Forum Discussion
Defender for End Point adding home assets
Hi
I have just been reviewing the assets in Defender for end points and I have noticed that it seems to be adding devices from peoples home network to the list. Is there a way to stop this so that we only have the company assets in the list ?
Thanks
Nigel
3 Replies
- Hello Auror1968.
In Microsoft Defender for Endpoint, to ensure only company assets are monitored and personal devices are excluded, you can implement device management policies that restrict the network scope to company-owned assets. Specifically, you can:
- Configure Onboarding Policies: Ensure that the onboarding policies for Defender for Endpoint are applied only to company devices. This can be achieved by using group policies, configuration profiles in mobile device management (MDM) solutions, or management tools like Microsoft Endpoint Manager.
- Network Segmentation: Apply network segmentation to separate company devices from personal ones. This prevents personal devices from being inadvertently added to your monitored asset list.
- Access Control: Implement access control lists (ACLs) to limit the network accessibility of the Defender for Endpoint to recognize only the devices within the company's IP range or VLANs.
- Manual Review and Removal: Regularly review the devices listed in Defender for Endpoint and manually remove any that are identified as personal or non-company assets. This can be a more hands-on approach but ensures accuracy.
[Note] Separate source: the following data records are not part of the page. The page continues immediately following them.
//! Set collector.

use std::collections::{HashMap, HashSet};
use std::hash::Hash;
use std::marker::PhantomData;

use super::{Accumulator, Collector};
use crate::tuple::Fact;

/// Creates a collector of the distinct extracted values of a group.
///
/// A value leaves the set when its last occurrence is retracted.
///
/// ```
/// use solverforge_network::collector::{to_set, Accumulator, Collector};
///
/// let collector = to_set(|(room,): &(&'static str,)| *room);
/// let mut acc = collector.create_accumulator();
/// for room in ["A", "B", "A"] {
///     acc.accumulate(&collector.extract(&(room,)));
/// }
/// acc.retract(&"A");
/// assert_eq!(acc.finish().len(), 2);
/// acc.retract(&"A");
/// assert!(!acc.finish().contains(&"A"));
/// ```
pub fn to_set<F, V, M>(mapper: M) -> ToSetCollector<F, V, M>
where
    F: 'static,
    V: Fact + Eq + Hash,
    M: Fn(&F) -> V + 'static,
{
    ToSetCollector {
        mapper,
        _phantom: PhantomData,
    }
}

pub struct ToSetCollector<F, V, M> {
    mapper: M,
    _phantom: PhantomData<fn(&F) -> V>,
}

impl<F, V, M> Collector<F> for ToSetCollector<F, V, M>
where
    F: 'static,
    V: Fact + Eq + Hash,
    M: Fn(&F) -> V + 'static,
{
    type Value = V;
    type Result = HashSet<V>;
    type Accumulator = ToSetAccumulator<V>;

    #[inline]
    fn extract(&self, facts: &F) -> V {
        (self.mapper)(facts)
    }

    fn create_accumulator(&self) -> Self::Accumulator {
        ToSetAccumulator {
            occurrences: HashMap::new(),
        }
    }
}

pub struct ToSetAccumulator<V> {
    occurrences: HashMap<V, usize>,
}

impl<V: Eq + Hash + Clone> Accumulator<V, HashSet<V>> for ToSetAccumulator<V> {
    fn accumulate(&mut self, value: &V) {
        *self.occurrences.entry(value.clone()).or_insert(0) += 1;
    }

    fn retract(&mut self, value: &V) {
        if let Some(n) = self.occurrences.get_mut(value) {
            *n -= 1;
            if *n == 0 {
                self.occurrences.remove(value);
            }
        }
    }

    fn finish(&self) -> HashSet<V> {
        self.occurrences.keys().cloned().collect()
    }

    fn reset(&mut self) {
        self.occurrences.clear();
    }
}
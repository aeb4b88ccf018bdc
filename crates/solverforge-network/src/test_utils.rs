//! Test utilities for the network crate.

use std::cell::RefCell;
use std::rc::Rc;

use crate::lifecycle::TupleLifecycle;
use crate::tuple::{Tuple, TupleId};

/// One recorded lifecycle call.
#[derive(Debug, Clone, PartialEq, Eq)]
pub enum Event<F> {
    Insert(TupleId, F),
    Update(TupleId, F),
    Retract(TupleId),
}

/// A consumer that records every call it receives.
///
/// Clones share the same log, so a test keeps one clone while the node
/// under test owns the other.
#[derive(Debug)]
pub struct RecordingLifecycle<F> {
    events: Rc<RefCell<Vec<Event<F>>>>,
}

impl<F> Clone for RecordingLifecycle<F> {
    fn clone(&self) -> Self {
        Self {
            events: Rc::clone(&self.events),
        }
    }
}

impl<F: Clone> RecordingLifecycle<F> {
    pub fn new() -> Self {
        Self {
            events: Rc::new(RefCell::new(Vec::new())),
        }
    }

    pub fn events(&self) -> Vec<Event<F>> {
        self.events.borrow().clone()
    }

    /// Returns and clears the log.
    pub fn take(&self) -> Vec<Event<F>> {
        std::mem::take(&mut *self.events.borrow_mut())
    }
}

impl<F: Clone> TupleLifecycle<F> for RecordingLifecycle<F> {
    fn insert(&mut self, tuple: &Tuple<F>) {
        self.events
            .borrow_mut()
            .push(Event::Insert(tuple.id(), tuple.facts().clone()));
    }

    fn update(&mut self, tuple: &Tuple<F>) {
        self.events
            .borrow_mut()
            .push(Event::Update(tuple.id(), tuple.facts().clone()));
    }

    fn retract(&mut self, tuple: &Tuple<F>) {
        self.events.borrow_mut().push(Event::Retract(tuple.id()));
    }
}

/// Shorthand for a uni tuple.
pub fn uni<A>(id: u64, a: A) -> Tuple<(A,)> {
    Tuple::new(TupleId::new(id), (a,))
}
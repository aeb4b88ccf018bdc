//! Declarative macros for reducing score type boilerplate.
//!
//! These macros generate the repetitive trait implementations that all
//! field-based score types share: arithmetic ops, ordering, match weighting
//! and slash-separated parsing.

/// Generates `PartialOrd`, `Add`, `Sub`, and `Neg` for a field-based score type.
///
/// The constructor must accept fields in the order they are listed.
///
/// # Usage
/// ```ignore
/// impl_score_ops!(HardSoftScore { hard, soft } => of);
/// ```
macro_rules! impl_score_ops {
    ($type:ident { $($field:ident),+ } => $ctor:ident) => {
        impl PartialOrd for $type {
            fn partial_cmp(&self, other: &Self) -> Option<std::cmp::Ordering> {
                Some(self.cmp(other))
            }
        }

        impl std::ops::Add for $type {
            type Output = Self;

            fn add(self, other: Self) -> Self {
                $type::$ctor( $(self.$field + other.$field),+ )
            }
        }

        impl std::ops::Sub for $type {
            type Output = Self;

            fn sub(self, other: Self) -> Self {
                $type::$ctor( $(self.$field - other.$field),+ )
            }
        }

        impl std::ops::Neg for $type {
            type Output = Self;

            fn neg(self) -> Self {
                $type::$ctor( $(-self.$field),+ )
            }
        }
    };
}

/// Generates `MatchWeighted` impls for a score whose levels are `i64`.
///
/// ```ignore
/// impl_match_weighted_int!(HardSoftScore { hard, soft } => of);
/// ```
macro_rules! impl_match_weighted_int {
    ($type:ident { $($field:ident),+ } => $ctor:ident) => {
        impl $crate::score::traits::MatchWeighted<i32> for $type {
            #[inline]
            fn weighted(&self, match_weight: i32) -> Self {
                let w = i64::from(match_weight);
                $type::$ctor( $(self.$field * w),+ )
            }
        }

        impl $crate::score::traits::MatchWeighted<i64> for $type {
            #[inline]
            fn weighted(&self, match_weight: i64) -> Self {
                $type::$ctor( $(self.$field * match_weight),+ )
            }
        }
    };
}

/// Generates `MatchWeighted` impls for a score whose levels are `Decimal`.
///
/// Integer match weights are widened to `Decimal` before multiplying.
macro_rules! impl_match_weighted_decimal {
    ($type:ident { $($field:ident),+ } => $ctor:ident) => {
        impl $crate::score::traits::MatchWeighted<i32> for $type {
            #[inline]
            fn weighted(&self, match_weight: i32) -> Self {
                let w = rust_decimal::Decimal::from(match_weight);
                $type::$ctor( $(self.$field * w),+ )
            }
        }

        impl $crate::score::traits::MatchWeighted<i64> for $type {
            #[inline]
            fn weighted(&self, match_weight: i64) -> Self {
                let w = rust_decimal::Decimal::from(match_weight);
                $type::$ctor( $(self.$field * w),+ )
            }
        }

        impl $crate::score::traits::MatchWeighted<rust_decimal::Decimal> for $type {
            #[inline]
            fn weighted(&self, match_weight: rust_decimal::Decimal) -> Self {
                $type::$ctor( $(self.$field * match_weight),+ )
            }
        }
    };
}

/// Generates `ParseableScore` impl for scores using the `"Xsuffix/Ysuffix"` format.
///
/// Each field maps to a suffix label (e.g., `hard => "hard"`, `soft => "soft"`)
/// and every part is parsed as the given level type.
///
/// # Usage
/// ```ignore
/// impl_score_parse!(HardSoftScore { hard => "hard", soft => "soft" }: i64 => of);
/// impl_score_parse!(HardSoftDecimalScore { hard => "hard", soft => "soft" }: Decimal => of);
/// ```
macro_rules! impl_score_parse {
    ($type:ident { $($field:ident => $suffix:literal),+ }: $level:ty => $ctor:ident) => {
        impl $crate::score::traits::ParseableScore for $type {
            fn parse(s: &str) -> Result<Self, $crate::score::traits::ScoreParseError> {
                let s = s.trim();
                let parts: Vec<&str> = s.split('/').collect();
                let suffixes: &[&str] = &[ $($suffix),+ ];
                let count = suffixes.len();

                if parts.len() != count {
                    return Err($crate::score::traits::ScoreParseError::new(format!(
                        "Invalid {} format '{}': expected {} parts separated by '/'",
                        stringify!($type), s, count
                    )));
                }

                let mut _idx = 0usize;
                $(
                    let $field = {
                        let part = parts[_idx].trim();
                        let num_str = part.strip_suffix($suffix).ok_or_else(|| {
                            $crate::score::traits::ScoreParseError::new(format!(
                                "{} part '{}' must end with '{}'",
                                stringify!($field), part, $suffix
                            ))
                        })?;
                        let val = num_str.parse::<$level>().map_err(|e| {
                            $crate::score::traits::ScoreParseError::new(format!(
                                "Invalid {} score '{}': {}",
                                $suffix, num_str, e
                            ))
                        })?;
                        _idx += 1;
                        val
                    };
                )+

                Ok($type::$ctor( $($field),+ ))
            }

            fn to_string_repr(&self) -> String {
                let parts: Vec<String> = vec![
                    $( format!("{}{}", self.$field, $suffix) ),+
                ];
                parts.join("/")
            }
        }
    };
}
//! Terminal node accumulating the score of one constraint.

use std::collections::BTreeMap;

use solverforge_core::{ConstraintRef, ImpactType, Score};

use crate::api::{ConstraintAnalysis, ConstraintJustification, DetailedConstraintMatch};
use crate::lifecycle::TupleLifecycle;
use crate::tuple::{Facts, Tuple, TupleId};

/// How a terminal turns a matched tuple into an unsigned impact.
pub enum MatchImpact<F, Sc> {
    /// The constraint weight scaled by a per-match weight.
    Weighted {
        weight: Sc,
        weigher: Box<dyn Fn(&F, &Sc) -> Sc>,
    },
    /// The impact computed directly from the match.
    Fixed(Box<dyn Fn(&F) -> Sc>),
}

struct Match<F, Sc> {
    impact: Sc,
    facts: Option<F>,
}

/// Running total of one constraint over the tuples reaching it.
///
/// Retract subtracts the impact recorded when the match was inserted or
/// last updated, so the total never depends on facts changing underneath.
pub struct ScorerNode<F, Sc> {
    constraint_ref: ConstraintRef,
    impact_type: ImpactType,
    impact: MatchImpact<F, Sc>,
    matches: BTreeMap<TupleId, Match<F, Sc>>,
    total: Sc,
    match_enabled: bool,
}

impl<F, Sc> ScorerNode<F, Sc>
where
    F: Facts,
    Sc: Score,
{
    pub fn new(
        constraint_ref: ConstraintRef,
        impact_type: ImpactType,
        impact: MatchImpact<F, Sc>,
    ) -> Self {
        Self {
            constraint_ref,
            impact_type,
            impact,
            matches: BTreeMap::new(),
            total: Sc::zero(),
            match_enabled: true,
        }
    }

    fn signed_impact(&self, facts: &F) -> Sc {
        let raw = match &self.impact {
            MatchImpact::Weighted { weight, weigher } => weigher(facts, weight),
            MatchImpact::Fixed(impact) => impact(facts),
        };
        self.impact_type.apply(raw)
    }

    fn retained(&self, facts: &F) -> Option<F> {
        self.match_enabled.then(|| facts.clone())
    }
}

impl<F, Sc> TupleLifecycle<F> for ScorerNode<F, Sc>
where
    F: Facts,
    Sc: Score,
{
    fn insert(&mut self, tuple: &Tuple<F>) {
        let impact = self.signed_impact(tuple.facts());
        let facts = self.retained(tuple.facts());
        if self.matches.insert(tuple.id(), Match { impact, facts }).is_some() {
            panic!(
                "{}: match {} inserted twice",
                self.constraint_ref,
                tuple.id()
            );
        }
        self.total = self.total + impact;
    }

    fn update(&mut self, tuple: &Tuple<F>) {
        let impact = self.signed_impact(tuple.facts());
        let facts = self.retained(tuple.facts());
        let Some(entry) = self.matches.get_mut(&tuple.id()) else {
            panic!(
                "{}: update of unknown match {}",
                self.constraint_ref,
                tuple.id()
            );
        };
        self.total = self.total - entry.impact + impact;
        entry.impact = impact;
        entry.facts = facts;
    }

    fn retract(&mut self, tuple: &Tuple<F>) {
        let Some(entry) = self.matches.remove(&tuple.id()) else {
            panic!(
                "{}: retract of unknown match {}",
                self.constraint_ref,
                tuple.id()
            );
        };
        self.total = self.total - entry.impact;
    }
}

/// Type-erased view of a terminal, held by the network.
pub trait ConstraintScorer<Sc: Score> {
    fn constraint_ref(&self) -> &ConstraintRef;

    fn impact_type(&self) -> ImpactType;

    /// `None` when the impact is computed directly.
    fn weight(&self) -> Option<Sc>;

    /// Replaces the constraint weight. Returns false for a fixed impact.
    ///
    /// Only valid while the terminal holds no matches.
    fn set_weight(&mut self, weight: Sc) -> bool;

    fn set_match_enabled(&mut self, enabled: bool);

    fn score(&self) -> Sc;

    fn match_count(&self) -> usize;

    /// Retained matches; empty when matching is disabled.
    fn matches(&self) -> Vec<DetailedConstraintMatch<Sc>>;

    fn analysis(&self) -> ConstraintAnalysis<Sc> {
        ConstraintAnalysis {
            constraint_ref: self.constraint_ref().clone(),
            impact_type: self.impact_type(),
            weight: self.weight(),
            score: self.score(),
            match_count: self.match_count(),
            matches: self.matches(),
        }
    }

    /// Recomputes the total from the per-match impacts.
    ///
    /// # Panics
    ///
    /// Panics if it differs from the running total.
    fn verify(&self);
}

impl<F, Sc> ConstraintScorer<Sc> for ScorerNode<F, Sc>
where
    F: Facts,
    Sc: Score,
{
    fn constraint_ref(&self) -> &ConstraintRef {
        &self.constraint_ref
    }

    fn impact_type(&self) -> ImpactType {
        self.impact_type
    }

    fn weight(&self) -> Option<Sc> {
        match &self.impact {
            MatchImpact::Weighted { weight, .. } => Some(*weight),
            MatchImpact::Fixed(_) => None,
        }
    }

    fn set_weight(&mut self, weight: Sc) -> bool {
        let MatchImpact::Weighted { weight: current, .. } = &mut self.impact else {
            return false;
        };
        assert!(
            self.matches.is_empty(),
            "{}: weight changed while matches are live",
            self.constraint_ref
        );
        *current = weight;
        true
    }

    fn set_match_enabled(&mut self, enabled: bool) {
        self.match_enabled = enabled;
    }

    fn score(&self) -> Sc {
        self.total
    }

    fn match_count(&self) -> usize {
        self.matches.len()
    }

    fn matches(&self) -> Vec<DetailedConstraintMatch<Sc>> {
        self.matches
            .iter()
            .filter_map(|(&id, m)| {
                m.facts.as_ref().map(|facts| DetailedConstraintMatch {
                    constraint_ref: self.constraint_ref.clone(),
                    tuple: id,
                    score: m.impact,
                    justification: ConstraintJustification::new(facts.entity_refs()),
                })
            })
            .collect()
    }

    fn verify(&self) {
        let recomputed = self
            .matches
            .values()
            .fold(Sc::zero(), |total, m| total + m.impact);
        assert_eq!(
            recomputed, self.total,
            "{}: score drifted from its matches",
            self.constraint_ref
        );
    }
}
//! Employee scheduling facts.
//!
//! # Example
//!
//! ```
//! use solverforge_test::schedule::Shift;
//!
//! let early = Shift::new(0, 8, 12).assigned_to(1);
//! let late = Shift::new(1, 11, 16).assigned_to(1);
//! assert!(early.overlaps(&late));
//! assert_eq!(early.overlap_hours(&late), 1);
//! ```

/// A shift over the half-open hour interval `[start, end)`.
#[derive(Clone, Debug, PartialEq, Eq, Hash, PartialOrd, Ord)]
pub struct Shift {
    pub id: usize,
    pub start: i64,
    pub end: i64,
    pub employee: Option<usize>,
    pub required_skill: Option<String>,
}

impl Shift {
    pub fn new(id: usize, start: i64, end: i64) -> Self {
        Self {
            id,
            start,
            end,
            employee: None,
            required_skill: None,
        }
    }

    pub fn assigned_to(mut self, employee: usize) -> Self {
        self.employee = Some(employee);
        self
    }

    pub fn requiring(mut self, skill: impl Into<String>) -> Self {
        self.required_skill = Some(skill.into());
        self
    }

    pub fn hours(&self) -> i64 {
        self.end - self.start
    }

    pub fn overlaps(&self, other: &Shift) -> bool {
        self.start < other.end && self.end > other.start
    }

    /// Length of the common interval, zero if disjoint.
    pub fn overlap_hours(&self, other: &Shift) -> i64 {
        (self.end.min(other.end) - self.start.max(other.start)).max(0)
    }
}

/// An employee with skills and the hours they cannot work.
#[derive(Clone, Debug, PartialEq, Eq, Hash)]
pub struct Employee {
    pub id: usize,
    pub name: String,
    pub skills: Vec<String>,
}

impl Employee {
    pub fn new(id: usize, name: impl Into<String>) -> Self {
        Self {
            id,
            name: name.into(),
            skills: Vec::new(),
        }
    }

    pub fn with_skill(mut self, skill: impl Into<String>) -> Self {
        self.skills.push(skill.into());
        self
    }

    pub fn has_skill(&self, skill: &str) -> bool {
        self.skills.iter().any(|s| s == skill)
    }
}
By focusing on these strategies, you can maintain a clear distinction between company and personal devices within Defender for Endpoint, ensuring your security posture remains focused and effective. In Defender for Endpoint you can go to the Advanced Features and you can turn off discovery.
This will do the trick but you should be aware of a few things:
1. Even if you turn off discovery just know that on-boarded device will still have the "SenseNDR.exe" process running. This shouldn't be an issue, some users are sensitive to this kind of thing.
2. Be really careful with this. You will lose visibility with unmanaged devices including devices from home.
3. Please review your company policy with this. I don't want to give you advice that could compromise your organizations security posture.
Please review these docs on device discovery if you have other questions:
https://learn.microsoft.com/en-us/microsoft-365/security/defender-endpoint/device-discovery-faq?view=o365-worldwideHope this helps.
G.
- It is probably due to device discovery being enabled in your tenant. Look under settings>Defender for Endpoint>Advanced features on the Defender portal to confirm.